§ Extracted records
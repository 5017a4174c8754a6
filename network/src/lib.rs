//! Polled nForce Ethernet driver for pre-OS network stacks.
//!
//! Three layers, bottom-up:
//! - descriptor rings shared with the DMA engine ([`driver::forcedeth::ring`])
//! - PHY discovery and autonegotiation ([`driver::forcedeth::phy`])
//! - device lifecycle: probe, initialize, poll, transmit, disable
//!   ([`driver::forcedeth::ForcedethNic`])
//!
//! Hardware access goes through [`hw::RegisterInterface`]; every wait is a
//! bounded [`time::RetryPolicy`]. [`adapter::SmoltcpAdapter`] plugs any
//! [`driver::NetworkDriver`] into smoltcp.

#![cfg_attr(not(test), no_std)]

pub mod adapter;
pub mod driver;
pub mod hw;
pub mod logger;
pub mod shared;
pub mod time;
pub mod types;

#[cfg(test)]
pub(crate) mod testing;

pub use adapter::SmoltcpAdapter;
pub use driver::forcedeth::{
    is_supported_device, Duplex, ForcedethConfig, ForcedethNic, LinkOutcome, LinkSpeed, LinkState,
    ProbeError, RingMemory,
};
pub use driver::{NetworkDriver, RxError, TxError};
pub use hw::{DmaRegion, MmioRegisters, RegisterInterface};
pub use shared::SharedNic;
pub use time::RetryPolicy;
pub use types::MacAddress;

§ Problem to work on
Above are the records; copy exactly the lines from the line with "every wait is a" through the line with "pub mod types;", both included.

§ Exercise output
//! Hardware access goes through [`hw::RegisterInterface`]; every wait is a
//! bounded [`time::RetryPolicy`]. [`adapter::SmoltcpAdapter`] plugs any
//! [`driver::NetworkDriver`] into smoltcp.

#![cfg_attr(not(test), no_std)]

pub mod adapter;
pub mod driver;
pub mod hw;
pub mod logger;
pub mod shared;
pub mod time;
pub mod types;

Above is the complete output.